# WHAT THIS TASK INVOLVES
The number of lines holding "registered" in the listing below is all you should give.

# MATERIAL SUPPLIED
────────────────
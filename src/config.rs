//! Runtime settings for both roles, resolved once at startup.

use crate::builder::Routing;
use crate::error::ConfigError;
use crate::listener::DEFAULT_READ_TIMEOUT;
use crate::mllp::DEFAULT_MAX_FRAME_LENGTH;
use crate::session::Session;
use std::net::{IpAddr, Ipv4Addr, SocketAddr};
use std::str::FromStr;
use std::time::Duration;

/// The registered HL7 MLLP port.
pub const DEFAULT_PORT: u16 = 2575;
pub const DEFAULT_TIMEOUT: Duration = Duration::from_secs(30);

#[derive(Debug, Clone, PartialEq, Eq)]
pub struct Config {
    /// Listener bind address (sink role).
    pub listen_address: IpAddr,
    pub listen_port: u16,
    /// Counterpart listener (source role).
    pub server_host: String,
    pub server_port: u16,
    /// Bound on a whole client exchange.
    pub timeout: Duration,
    /// How long the listener waits for a connection's message.
    pub read_timeout: Duration,
    pub max_frame_length: usize,
    /// Names as seen by the source system. The listener acknowledges under the reverse.
    pub routing: Routing,
}

impl Default for Config {
    fn default() -> Self {
        Config {
            listen_address: IpAddr::V4(Ipv4Addr::UNSPECIFIED),
            listen_port: DEFAULT_PORT,
            server_host: "localhost".to_owned(),
            server_port: DEFAULT_PORT,
            timeout: DEFAULT_TIMEOUT,
            read_timeout: DEFAULT_READ_TIMEOUT,
            max_frame_length: DEFAULT_MAX_FRAME_LENGTH,
            routing: Routing::default(),
        }
    }
}

impl Config {
    /// Defaults overridden by `HL7_*` environment variables.
    pub fn from_env() -> Result<Self, ConfigError> {
        Config::from_lookup(|key| std::env::var(key).ok())
    }

    /// Defaults overridden by whatever `lookup` returns for each `HL7_*` key.
    pub fn from_lookup<F>(lookup: F) -> Result<Self, ConfigError>
    where
        F: Fn(&str) -> Option<String>,
    {
        let mut config = Config::default();

        if let Some(value) = lookup("HL7_LISTEN_ADDRESS") {
            config.listen_address = parse("HL7_LISTEN_ADDRESS", value)?;
        }
        if let Some(value) = lookup("HL7_LISTEN_PORT") {
            config.listen_port = parse("HL7_LISTEN_PORT", value)?;
        }
        if let Some(value) = lookup("HL7_SERVER_HOST") {
            config.server_host = value;
        }
        if let Some(value) = lookup("HL7_SERVER_PORT") {
            config.server_port = parse("HL7_SERVER_PORT", value)?;
        }
        if let Some(value) = lookup("HL7_TIMEOUT_MS") {
            config.timeout = Duration::from_millis(parse("HL7_TIMEOUT_MS", value)?);
        }
        if let Some(value) = lookup("HL7_READ_TIMEOUT_MS") {
            config.read_timeout = Duration::from_millis(parse("HL7_READ_TIMEOUT_MS", value)?);
        }
        if let Some(value) = lookup("HL7_MAX_FRAME_LENGTH") {
            config.max_frame_length = parse("HL7_MAX_FRAME_LENGTH", value)?;
        }

        let routing = &mut config.routing;
        for (key, target) in [
            ("HL7_SENDING_APPLICATION", &mut routing.sending_application),
            ("HL7_SENDING_FACILITY", &mut routing.sending_facility),
            ("HL7_RECEIVING_APPLICATION", &mut routing.receiving_application),
            ("HL7_RECEIVING_FACILITY", &mut routing.receiving_facility),
            ("HL7_PROCESSING_ID", &mut routing.processing_id),
        ] {
            if let Some(value) = lookup(key) {
                if value.trim().is_empty() {
                    return Err(ConfigError { key, value });
                }
                *target = value;
            }
        }

        Ok(config)
    }

    pub fn listen_addr(&self) -> SocketAddr {
        SocketAddr::new(self.listen_address, self.listen_port)
    }

    /// A client session towards the configured counterpart.
    pub fn session(&self) -> Session {
        Session::new(
            self.server_host.clone(),
            self.server_port,
            self.timeout,
            self.routing.clone(),
        )
    }
}

fn parse<T: FromStr>(key: &'static str, value: String) -> Result<T, ConfigError> {
    value
        .trim()
        .parse()
        .map_err(|_| ConfigError { key, value })
}

#[cfg(test)]
mod tests {
    use super::*;
    use std::collections::HashMap;

    fn lookup(pairs: &[(&str, &str)]) -> impl Fn(&str) -> Option<String> {
        let map: HashMap<String, String> = pairs
            .iter()
            .map(|(k, v)| (k.to_string(), v.to_string()))
            .collect();
        move |key: &str| map.get(key).cloned()
    }

    #[test]
    fn defaults() {
        let config = Config::from_lookup(lookup(&[])).unwrap();
        assert_eq!(config, Config::default());
        assert_eq!(config.listen_port, 2575);
        assert_eq!(config.server_host, "localhost");
        assert_eq!(config.server_port, 2575);
        assert_eq!(config.listen_addr().to_string(), "0.0.0.0:2575");
        assert_eq!(config.routing.sending_application, "RECEPTION");
        assert_eq!(config.routing.receiving_application, "HIS");
    }

    #[test]
    fn environment_overrides() {
        let config = Config::from_lookup(lookup(&[
            ("HL7_LISTEN_PORT", "3575"),
            ("HL7_SERVER_HOST", "his.example.org"),
            ("HL7_SERVER_PORT", " 4575 "),
            ("HL7_TIMEOUT_MS", "1500"),
            ("HL7_SENDING_APPLICATION", "FRONTDESK"),
        ]))
        .unwrap();

        assert_eq!(config.listen_port, 3575);
        assert_eq!(config.server_host, "his.example.org");
        assert_eq!(config.server_port, 4575);
        assert_eq!(config.timeout, Duration::from_millis(1500));
        assert_eq!(config.routing.sending_application, "FRONTDESK");
        assert_eq!(config.routing.receiving_facility, "HOSPITAL");
    }

    #[test]
    fn bad_values_are_reported() {
        let err = Config::from_lookup(lookup(&[("HL7_SERVER_PORT", "70000")])).unwrap_err();
        assert_eq!(err.key, "HL7_SERVER_PORT");
        assert_eq!(err.value, "70000");

        let err = Config::from_lookup(lookup(&[("HL7_RECEIVING_APPLICATION", "  ")])).unwrap_err();
        assert_eq!(err.key, "HL7_RECEIVING_APPLICATION");
    }
}
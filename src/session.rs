//! Source-side transport: one TCP connection per ADT event, closed once the acknowledgment is in.

use crate::ack::{decode_ack, Acknowledgment};
use crate::builder::{build_admission, build_discharge, Routing};
use crate::codec::{self, AdtMessage};
use crate::directory::PatientRecord;
use crate::error::TransportError;
use crate::mllp::MllpCodec;
use bytes::BytesMut;
use futures::{SinkExt, StreamExt};
use log::{debug, info, warn};
use std::time::Duration;
use tokio::io::AsyncWriteExt;
use tokio::net::TcpStream;
use tokio::time::{timeout_at, Instant};
use tokio_util::codec::Framed;

/// Sends ADT events to the counterpart listener and waits for each acknowledgment.
#[derive(Debug, Clone)]
pub struct Session {
    host: String,
    port: u16,
    timeout: Duration,
    routing: Routing,
}

impl Session {
    /// `timeout` bounds the whole exchange: connect, write and waiting for the acknowledgment.
    pub fn new(host: impl Into<String>, port: u16, timeout: Duration, routing: Routing) -> Self {
        Session {
            host: host.into(),
            port,
            timeout,
            routing,
        }
    }

    pub fn routing(&self) -> &Routing {
        &self.routing
    }

    /// Builds and sends an ADT^A01 for `patient`.
    pub async fn admit(&self, patient: &PatientRecord) -> Result<Acknowledgment, TransportError> {
        self.send_and_receive(&build_admission(patient, &self.routing))
            .await
    }

    /// Builds and sends an ADT^A03 for `patient`.
    pub async fn discharge(
        &self,
        patient: &PatientRecord,
    ) -> Result<Acknowledgment, TransportError> {
        self.send_and_receive(&build_discharge(patient, &self.routing))
            .await
    }

    /// Sends `message` on a fresh connection and returns the acknowledgment correlated to it.
    ///
    /// Exactly one attempt is made. The connection is shut down on every path, and a failure to
    /// shut it down is only logged.
    pub async fn send_and_receive(
        &self,
        message: &AdtMessage,
    ) -> Result<Acknowledgment, TransportError> {
        let deadline = Instant::now() + self.timeout;
        let addr = format!("{}:{}", self.host, self.port);

        info!(
            "Sending {} (control id {}) to {}:\n{}",
            message.message_type(),
            message.control_id(),
            addr,
            printable(&message.to_hl7())
        );

        let connect = TcpStream::connect((self.host.as_str(), self.port));
        let stream = match timeout_at(deadline, connect).await {
            Err(_) => return Err(TransportError::Timeout(self.timeout)),
            Ok(Err(source)) => return Err(TransportError::ConnectFailed { addr, source }),
            Ok(Ok(stream)) => stream,
        };

        let mut transport = Framed::new(stream, MllpCodec::new());
        let exchanged = exchange(&mut transport, codec::encode(message));
        let result = match timeout_at(deadline, exchanged).await {
            Ok(result) => result,
            Err(_) => Err(TransportError::Timeout(self.timeout)),
        };
        close(transport).await;

        let ack = result?;
        if ack.control_id != message.control_id() {
            return Err(TransportError::MalformedResponse(format!(
                "acknowledgment correlates to '{}', expected '{}'",
                ack.control_id,
                message.control_id()
            )));
        }

        info!(
            "Response from {}: {} for control id {}{}",
            addr,
            ack.outcome,
            ack.control_id,
            ack.reason
                .as_deref()
                .map(|r| format!(" ({})", r))
                .unwrap_or_default()
        );
        Ok(ack)
    }
}

/// One-off exchange without keeping a [`Session`] around.
pub async fn send_and_receive(
    message: &AdtMessage,
    host: &str,
    port: u16,
    timeout: Duration,
) -> Result<Acknowledgment, TransportError> {
    Session::new(host, port, timeout, Routing::default())
        .send_and_receive(message)
        .await
}

async fn exchange(
    transport: &mut Framed<TcpStream, MllpCodec>,
    payload: BytesMut,
) -> Result<Acknowledgment, TransportError> {
    transport
        .send(payload)
        .await
        .map_err(TransportError::WriteFailed)?;

    let response = match transport.next().await {
        Some(Ok(frame)) => frame,
        Some(Err(e)) => {
            return Err(TransportError::MalformedResponse(format!(
                "failed to read acknowledgment: {}",
                e
            )))
        }
        None => {
            return Err(TransportError::MalformedResponse(
                "connection closed before an acknowledgment arrived".to_owned(),
            ))
        }
    };
    debug!("Raw acknowledgment: {:?}", response);

    decode_ack(&response).map_err(|e| TransportError::MalformedResponse(e.to_string()))
}

async fn close(transport: Framed<TcpStream, MllpCodec>) {
    let mut stream = transport.into_inner();
    if let Err(e) = stream.shutdown().await {
        warn!("Error closing HL7 connection: {}", e);
    }
}

/// HL7 text with segment terminators turned into line breaks, for the logs.
pub(crate) fn printable(hl7: &str) -> String {
    hl7.trim_end_matches('\r').replace('\r', "\n")
}
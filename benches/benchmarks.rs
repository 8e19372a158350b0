use bytes::BytesMut;
use chrono::NaiveDate;
use criterion::{black_box, criterion_group, criterion_main, Criterion};
use hl7_adt_link::{build_admission, decode, encode, MllpCodec, PatientRecord, Routing};
use tokio_util::codec::{Decoder, Encoder};

fn patient() -> PatientRecord {
    PatientRecord::new(42, "Ivan", "Petrov", NaiveDate::from_ymd_opt(1990, 5, 1).unwrap())
}

fn bench_adt(c: &mut Criterion) {
    let routing = Routing::default();
    let message = build_admission(&patient(), &routing);
    let payload = encode(&message);

    c.bench_function("build_admission", |b| {
        b.iter(|| build_admission(black_box(&patient()), &routing))
    });
    c.bench_function("encode_adt", |b| b.iter(|| encode(black_box(&message))));
    c.bench_function("decode_adt", |b| b.iter(|| decode(black_box(&payload)).unwrap()));
}

fn bench_mllp(c: &mut Criterion) {
    let payload = encode(&build_admission(&patient(), &Routing::default()));

    c.bench_function("mllp_encode", |b| {
        b.iter(|| {
            let mut codec = MllpCodec::new();
            let mut dst = BytesMut::with_capacity(0); //force growth, the allocation is part of real use
            codec.encode(payload.clone(), &mut dst).unwrap();
            dst
        })
    });

    let mut framed = BytesMut::new();
    MllpCodec::new().encode(payload, &mut framed).unwrap();
    c.bench_function("mllp_decode", |b| {
        b.iter(|| {
            let mut codec = MllpCodec::new();
            let mut src = framed.clone();
            codec.decode(&mut src).unwrap()
        })
    });
}

criterion_group!(benches, bench_adt, bench_mllp);
criterion_main!(benches);
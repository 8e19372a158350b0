//! Assembles outbound ADT messages from a patient record.

use crate::codec::{AdtBody, AdtMessage, ADMISSION_EVENT, ADT, DISCHARGE_EVENT};
use crate::directory::PatientRecord;
use crate::segment::{EventSegment, MessageHeader, MessageType, PatientSegment};
use chrono::{Local, NaiveDateTime, SubsecRound};
use std::sync::atomic::{AtomicU64, Ordering};
use std::sync::OnceLock;
use std::time::{SystemTime, UNIX_EPOCH};

/// Static sender/receiver names written into MSH-3 to MSH-6, plus the processing id (MSH-11).
#[derive(Debug, Clone, PartialEq, Eq)]
pub struct Routing {
    pub sending_application: String,
    pub sending_facility: String,
    pub receiving_application: String,
    pub receiving_facility: String,
    pub processing_id: String,
}

impl Default for Routing {
    fn default() -> Self {
        Routing {
            sending_application: "RECEPTION".to_owned(),
            sending_facility: "HOSPITAL".to_owned(),
            receiving_application: "HIS".to_owned(),
            receiving_facility: "HOSPITAL".to_owned(),
            processing_id: "P".to_owned(),
        }
    }
}

impl Routing {
    /// The same two parties seen from the other end, used for the acknowledgment header.
    pub fn reversed(&self) -> Routing {
        Routing {
            sending_application: self.receiving_application.clone(),
            sending_facility: self.receiving_facility.clone(),
            receiving_application: self.sending_application.clone(),
            receiving_facility: self.sending_facility.clone(),
            processing_id: self.processing_id.clone(),
        }
    }

    /// A header for `message_type` with a fresh control id and the current time.
    pub fn header(&self, message_type: MessageType) -> MessageHeader {
        MessageHeader {
            message_type,
            sending_application: self.sending_application.clone(),
            sending_facility: self.sending_facility.clone(),
            receiving_application: self.receiving_application.clone(),
            receiving_facility: self.receiving_facility.clone(),
            control_id: next_control_id(),
            timestamp: now(),
            processing_id: self.processing_id.clone(),
        }
    }
}

/// A control id never handed out before by this process.
///
/// The millisecond clock at first use is the prefix, followed by a process-wide counter.
pub fn next_control_id() -> String {
    static PREFIX: OnceLock<u128> = OnceLock::new();
    static COUNTER: AtomicU64 = AtomicU64::new(0);

    let prefix = PREFIX.get_or_init(|| {
        SystemTime::now()
            .duration_since(UNIX_EPOCH)
            .map(|d| d.as_millis())
            .unwrap_or_default()
    });
    let sequence = COUNTER.fetch_add(1, Ordering::Relaxed);
    format!("{}{:06}", prefix, sequence)
}

/// Local wall-clock time at the one second precision the wire carries.
pub(crate) fn now() -> NaiveDateTime {
    Local::now().naive_local().trunc_subsecs(0)
}

/// ADT^A01 for a newly registered patient.
///
/// No validation happens here. A receiver only accepts the message when both names are
/// non-empty and the date of birth falls in years 0 to 9999, since PID-5 needs both
/// components and PID-7 is a fixed eight-digit date.
pub fn build_admission(patient: &PatientRecord, routing: &Routing) -> AdtMessage {
    AdtMessage::Admission(build_body(ADMISSION_EVENT, patient, routing))
}

/// ADT^A03 for a patient leaving. The record has the same limits as for [`build_admission`].
pub fn build_discharge(patient: &PatientRecord, routing: &Routing) -> AdtMessage {
    AdtMessage::Discharge(build_body(DISCHARGE_EVENT, patient, routing))
}

fn build_body(trigger_event: &str, patient: &PatientRecord, routing: &Routing) -> AdtBody {
    let header = routing.header(MessageType::new(ADT, trigger_event));
    let event = EventSegment {
        event_type: trigger_event.to_owned(),
        recorded_at: header.timestamp,
    };

    AdtBody {
        header,
        event,
        patient: PatientSegment {
            patient_id: patient.id,
            family_name: patient.last_name.clone(),
            given_name: patient.first_name.clone(),
            date_of_birth: patient.date_of_birth,
        },
    }
}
────────────────
# WRITTEN SOLUTION
2